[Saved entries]

= Beginning of Section =

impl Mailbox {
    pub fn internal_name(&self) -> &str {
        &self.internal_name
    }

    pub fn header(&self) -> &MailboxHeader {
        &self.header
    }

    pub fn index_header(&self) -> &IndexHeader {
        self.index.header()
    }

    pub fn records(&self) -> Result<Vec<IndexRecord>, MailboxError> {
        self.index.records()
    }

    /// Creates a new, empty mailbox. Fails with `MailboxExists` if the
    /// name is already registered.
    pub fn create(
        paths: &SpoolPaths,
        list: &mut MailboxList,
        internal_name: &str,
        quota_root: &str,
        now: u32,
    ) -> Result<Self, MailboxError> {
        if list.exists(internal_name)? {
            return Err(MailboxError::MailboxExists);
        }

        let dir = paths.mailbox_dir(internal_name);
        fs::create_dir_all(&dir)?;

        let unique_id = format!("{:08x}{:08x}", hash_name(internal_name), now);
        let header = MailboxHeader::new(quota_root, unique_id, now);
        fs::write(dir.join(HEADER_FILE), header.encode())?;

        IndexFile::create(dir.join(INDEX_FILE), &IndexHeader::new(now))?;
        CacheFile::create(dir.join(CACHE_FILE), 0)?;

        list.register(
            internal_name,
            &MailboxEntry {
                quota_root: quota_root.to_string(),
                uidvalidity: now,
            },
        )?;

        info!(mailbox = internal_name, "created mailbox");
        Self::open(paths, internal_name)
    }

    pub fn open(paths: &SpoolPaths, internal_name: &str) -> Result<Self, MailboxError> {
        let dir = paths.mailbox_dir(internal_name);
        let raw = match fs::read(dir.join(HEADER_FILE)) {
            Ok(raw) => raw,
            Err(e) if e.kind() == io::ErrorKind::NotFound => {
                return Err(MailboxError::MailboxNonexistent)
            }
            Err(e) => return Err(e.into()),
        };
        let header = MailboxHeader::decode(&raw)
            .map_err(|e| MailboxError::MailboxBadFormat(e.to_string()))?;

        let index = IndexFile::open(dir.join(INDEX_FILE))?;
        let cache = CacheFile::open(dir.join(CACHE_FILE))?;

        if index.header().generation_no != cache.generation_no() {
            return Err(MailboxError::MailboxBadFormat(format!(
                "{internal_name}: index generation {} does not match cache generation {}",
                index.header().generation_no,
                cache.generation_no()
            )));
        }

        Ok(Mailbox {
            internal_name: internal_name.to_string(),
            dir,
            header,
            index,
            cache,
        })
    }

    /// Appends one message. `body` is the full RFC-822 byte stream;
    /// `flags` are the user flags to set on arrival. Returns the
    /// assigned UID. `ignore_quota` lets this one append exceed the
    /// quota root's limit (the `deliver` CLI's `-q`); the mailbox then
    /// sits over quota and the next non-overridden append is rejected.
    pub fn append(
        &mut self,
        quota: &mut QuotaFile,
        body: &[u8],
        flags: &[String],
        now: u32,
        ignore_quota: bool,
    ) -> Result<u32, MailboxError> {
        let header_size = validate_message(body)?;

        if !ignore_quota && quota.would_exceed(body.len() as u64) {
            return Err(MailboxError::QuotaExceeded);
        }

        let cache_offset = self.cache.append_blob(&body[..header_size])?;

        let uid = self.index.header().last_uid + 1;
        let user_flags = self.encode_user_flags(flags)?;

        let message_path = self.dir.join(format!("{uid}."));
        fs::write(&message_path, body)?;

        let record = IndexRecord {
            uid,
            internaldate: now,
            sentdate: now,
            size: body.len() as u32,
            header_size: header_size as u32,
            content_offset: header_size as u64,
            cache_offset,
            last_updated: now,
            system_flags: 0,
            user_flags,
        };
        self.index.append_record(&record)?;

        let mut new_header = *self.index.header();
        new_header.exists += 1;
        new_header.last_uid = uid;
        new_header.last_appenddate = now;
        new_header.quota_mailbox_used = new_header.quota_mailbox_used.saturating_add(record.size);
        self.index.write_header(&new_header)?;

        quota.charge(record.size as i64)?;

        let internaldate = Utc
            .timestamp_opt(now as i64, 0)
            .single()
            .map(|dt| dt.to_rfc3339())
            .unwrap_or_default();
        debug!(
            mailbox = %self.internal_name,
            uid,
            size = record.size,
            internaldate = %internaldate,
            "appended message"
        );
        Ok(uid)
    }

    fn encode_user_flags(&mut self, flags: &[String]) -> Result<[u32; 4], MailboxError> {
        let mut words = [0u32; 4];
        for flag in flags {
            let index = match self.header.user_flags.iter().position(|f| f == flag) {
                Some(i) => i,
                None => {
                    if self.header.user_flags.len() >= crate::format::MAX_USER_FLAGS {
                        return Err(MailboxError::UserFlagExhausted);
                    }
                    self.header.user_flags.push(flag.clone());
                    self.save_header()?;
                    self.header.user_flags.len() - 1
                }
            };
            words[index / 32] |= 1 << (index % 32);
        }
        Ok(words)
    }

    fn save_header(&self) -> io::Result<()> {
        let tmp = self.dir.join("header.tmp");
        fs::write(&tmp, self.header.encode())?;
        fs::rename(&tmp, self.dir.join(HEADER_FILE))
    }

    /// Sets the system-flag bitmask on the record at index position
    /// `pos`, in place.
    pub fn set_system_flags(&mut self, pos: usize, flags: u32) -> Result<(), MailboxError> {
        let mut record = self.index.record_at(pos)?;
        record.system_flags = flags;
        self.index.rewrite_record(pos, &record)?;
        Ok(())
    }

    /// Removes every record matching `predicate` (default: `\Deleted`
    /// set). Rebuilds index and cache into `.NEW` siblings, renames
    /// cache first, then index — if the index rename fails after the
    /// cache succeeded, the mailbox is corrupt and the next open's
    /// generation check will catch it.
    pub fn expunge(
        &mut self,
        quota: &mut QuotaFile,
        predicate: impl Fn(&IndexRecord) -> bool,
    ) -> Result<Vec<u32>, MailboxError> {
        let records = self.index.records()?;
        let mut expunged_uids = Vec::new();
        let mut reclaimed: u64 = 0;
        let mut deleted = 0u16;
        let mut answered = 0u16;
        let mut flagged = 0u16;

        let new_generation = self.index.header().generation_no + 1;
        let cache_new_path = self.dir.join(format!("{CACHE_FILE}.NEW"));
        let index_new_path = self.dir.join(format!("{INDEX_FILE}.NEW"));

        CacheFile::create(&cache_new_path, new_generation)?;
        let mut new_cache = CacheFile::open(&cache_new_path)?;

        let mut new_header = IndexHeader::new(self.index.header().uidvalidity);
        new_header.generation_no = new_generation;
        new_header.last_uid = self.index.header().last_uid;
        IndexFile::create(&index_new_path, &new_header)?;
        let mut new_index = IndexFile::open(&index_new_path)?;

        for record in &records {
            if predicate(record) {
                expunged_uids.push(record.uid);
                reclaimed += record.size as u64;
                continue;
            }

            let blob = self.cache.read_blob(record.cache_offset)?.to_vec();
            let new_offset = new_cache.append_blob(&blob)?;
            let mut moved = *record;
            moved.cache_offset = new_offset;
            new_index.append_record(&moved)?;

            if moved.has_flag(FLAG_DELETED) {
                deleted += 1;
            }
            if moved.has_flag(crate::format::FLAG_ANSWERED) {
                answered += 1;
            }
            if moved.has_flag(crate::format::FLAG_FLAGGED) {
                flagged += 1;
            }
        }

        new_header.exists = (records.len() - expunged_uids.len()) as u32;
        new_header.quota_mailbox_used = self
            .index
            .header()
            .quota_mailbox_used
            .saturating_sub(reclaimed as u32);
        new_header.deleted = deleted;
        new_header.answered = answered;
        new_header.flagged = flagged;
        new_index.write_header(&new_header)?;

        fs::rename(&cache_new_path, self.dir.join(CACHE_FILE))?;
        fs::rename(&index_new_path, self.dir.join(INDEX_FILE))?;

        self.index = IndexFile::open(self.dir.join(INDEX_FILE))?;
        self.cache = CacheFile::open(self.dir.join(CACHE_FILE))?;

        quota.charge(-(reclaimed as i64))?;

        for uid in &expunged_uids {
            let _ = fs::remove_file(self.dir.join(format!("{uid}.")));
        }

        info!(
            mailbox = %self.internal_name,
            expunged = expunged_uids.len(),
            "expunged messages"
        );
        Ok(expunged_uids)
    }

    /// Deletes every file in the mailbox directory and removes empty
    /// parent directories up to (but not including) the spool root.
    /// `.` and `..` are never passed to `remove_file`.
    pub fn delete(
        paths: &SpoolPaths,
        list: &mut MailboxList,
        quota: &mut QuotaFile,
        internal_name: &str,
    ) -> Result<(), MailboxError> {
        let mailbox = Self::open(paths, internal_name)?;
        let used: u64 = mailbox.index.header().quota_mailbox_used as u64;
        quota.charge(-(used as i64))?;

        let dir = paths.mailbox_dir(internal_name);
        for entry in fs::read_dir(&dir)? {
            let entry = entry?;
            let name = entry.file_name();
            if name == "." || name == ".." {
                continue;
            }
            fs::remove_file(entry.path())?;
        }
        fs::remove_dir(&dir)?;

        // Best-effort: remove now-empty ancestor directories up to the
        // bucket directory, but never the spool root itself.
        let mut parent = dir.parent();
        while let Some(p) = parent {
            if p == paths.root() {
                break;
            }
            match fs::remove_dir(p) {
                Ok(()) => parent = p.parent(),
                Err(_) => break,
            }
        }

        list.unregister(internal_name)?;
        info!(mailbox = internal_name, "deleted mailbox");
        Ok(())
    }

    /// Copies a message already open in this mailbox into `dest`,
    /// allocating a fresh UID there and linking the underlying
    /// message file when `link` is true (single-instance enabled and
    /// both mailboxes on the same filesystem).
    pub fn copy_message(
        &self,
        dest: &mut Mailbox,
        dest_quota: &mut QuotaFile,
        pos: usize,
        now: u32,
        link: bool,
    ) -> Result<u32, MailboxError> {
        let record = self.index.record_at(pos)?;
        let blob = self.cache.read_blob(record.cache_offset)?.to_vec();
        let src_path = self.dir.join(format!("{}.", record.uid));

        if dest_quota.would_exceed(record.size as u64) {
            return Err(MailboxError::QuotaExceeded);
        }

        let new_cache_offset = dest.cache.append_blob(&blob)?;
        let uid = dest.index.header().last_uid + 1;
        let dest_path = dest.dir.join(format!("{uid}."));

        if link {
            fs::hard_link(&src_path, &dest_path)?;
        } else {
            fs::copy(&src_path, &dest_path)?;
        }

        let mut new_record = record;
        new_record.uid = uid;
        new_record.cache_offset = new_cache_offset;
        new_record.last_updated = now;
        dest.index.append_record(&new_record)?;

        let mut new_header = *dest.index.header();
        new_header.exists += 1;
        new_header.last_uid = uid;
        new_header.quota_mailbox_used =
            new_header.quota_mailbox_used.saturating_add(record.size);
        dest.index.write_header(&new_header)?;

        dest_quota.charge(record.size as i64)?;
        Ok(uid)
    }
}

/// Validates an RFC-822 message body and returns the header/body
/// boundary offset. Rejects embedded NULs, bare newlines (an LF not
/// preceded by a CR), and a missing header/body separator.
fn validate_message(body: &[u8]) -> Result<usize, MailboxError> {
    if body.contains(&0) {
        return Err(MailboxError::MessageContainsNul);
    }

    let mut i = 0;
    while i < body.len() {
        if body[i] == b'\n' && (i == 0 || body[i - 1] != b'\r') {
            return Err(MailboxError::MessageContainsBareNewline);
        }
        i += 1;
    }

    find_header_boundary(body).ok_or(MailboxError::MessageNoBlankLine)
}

= End of Section =

Instructions for the task:
Up to and including the line with "pub fn records(&self)", print every line of the records from the start.

Exercise solution:
impl Mailbox {
    pub fn internal_name(&self) -> &str {
        &self.internal_name
    }

    pub fn header(&self) -> &MailboxHeader {
        &self.header
    }

    pub fn index_header(&self) -> &IndexHeader {
        self.index.header()
    }

    pub fn records(&self) -> Result<Vec<IndexRecord>, MailboxError> {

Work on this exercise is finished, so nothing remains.